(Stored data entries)
▬▬▬▬▬▬
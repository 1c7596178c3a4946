use std::fmt;
use std::str::FromStr;

use serde::{Deserialize, Serialize};

/// Remote or local node identifier assigned by the sync backend.
pub type NodeId = String;

/// Seconds since the Unix epoch, as exchanged with the backend.
pub type SyncTime = i64;

/// Which placeholder mechanism a sync folder runs on.
#[derive(Debug, Clone, Copy, Default, PartialEq, Eq, Hash, Serialize, Deserialize)]
#[serde(rename_all = "lowercase")]
pub enum VirtualFileMode {
    #[default]
    Off,
    #[serde(rename = "wincfapi")]
    Win,
    Mac,
    Suffix,
}

impl VirtualFileMode {
    /// Stable string used in config files; must not change between releases.
    pub fn as_config_str(self) -> &'static str {
        match self {
            VirtualFileMode::Off => "off",
            VirtualFileMode::Suffix => "suffix",
            VirtualFileMode::Win => "wincfapi",
            VirtualFileMode::Mac => "mac",
        }
    }
}

impl fmt::Display for VirtualFileMode {
    fn fmt(&self, f: &mut fmt::Formatter<'_>) -> fmt::Result {
        f.write_str(self.as_config_str())
    }
}

impl FromStr for VirtualFileMode {
    type Err = ();

    fn from_str(s: &str) -> Result<Self, Self::Err> {
        match s {
            "off" => Ok(VirtualFileMode::Off),
            "suffix" => Ok(VirtualFileMode::Suffix),
            "wincfapi" => Ok(VirtualFileMode::Win),
            "mac" => Ok(VirtualFileMode::Mac),
            _ => Err(()),
        }
    }
}

/// User or system intent about where an item's content should live.
///
/// `Inherited` may only be *set* (meaning "follow the parent folder");
/// a pin-state getter resolves inheritance and never returns it.
/// `Unknown` is the getter's answer when resolution fails.
#[derive(Debug, Clone, Copy, Default, PartialEq, Eq, Serialize, Deserialize)]
pub enum PinState {
    Inherited,
    AlwaysLocal,
    OnlineOnly,
    #[default]
    Unspecified,
    Unknown,
}

/// Placeholder state of one filesystem entry, recomputed on demand from
/// the provider's metadata and never persisted.
#[derive(Debug, Clone, Copy, Default, PartialEq, Eq, Serialize, Deserialize)]
pub struct VfsStatus {
    pub is_placeholder: bool,
    pub is_hydrated: bool,
    pub is_syncing: bool,
    /// Hydration progress, 0..=100.
    pub progress: i16,
}

#[derive(Debug, Clone, Copy, Default, PartialEq, Eq, Serialize, Deserialize)]
pub enum NodeType {
    #[default]
    Unknown,
    File,
    Directory,
}

#[derive(Debug, Clone, Copy, Default, PartialEq, Eq, Serialize, Deserialize)]
pub enum SyncDirection {
    #[default]
    Unknown,
    Up,
    Down,
}

#[derive(Debug, Clone, Copy, Default, PartialEq, Eq, Serialize, Deserialize)]
pub enum SyncFileStatus {
    #[default]
    Unknown,
    Error,
    Success,
    Conflict,
    Inconsistency,
    Ignored,
    Syncing,
}

#[derive(Debug, Clone, Copy, Default, PartialEq, Eq, Serialize, Deserialize)]
pub enum SyncFileInstruction {
    #[default]
    None,
    Update,
    UpdateMetadata,
    Remove,
    Move,
    Get,
    Put,
    Ignore,
}

#[derive(Debug, Clone, Copy, Default, PartialEq, Eq, Serialize, Deserialize)]
pub enum ConflictType {
    #[default]
    None,
    CreateCreate,
    EditEdit,
    MoveCreate,
    EditDelete,
    MoveDelete,
    MoveMoveSource,
    MoveMoveDest,
}

#[derive(Debug, Clone, Copy, Default, PartialEq, Eq, Serialize, Deserialize)]
pub enum InconsistencyType {
    #[default]
    None,
    Case,
    ForbiddenChar,
    ReservedName,
    NameLength,
    PathLength,
    NotYetSupportedChar,
    DuplicateNames,
}

#[derive(Debug, Clone, Copy, Default, PartialEq, Eq, Serialize, Deserialize)]
pub enum CancelType {
    #[default]
    None,
    Create,
    Edit,
    Move,
    Delete,
    AlreadyExistRemote,
    AlreadyExistLocal,
    TmpBlacklisted,
    ExcludedByTemplate,
    Hardlink,
}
▬▬▬▬▬▬
§ ASSIGNMENT: Output only the number of lines above holding "enum".

§ REPLY: 9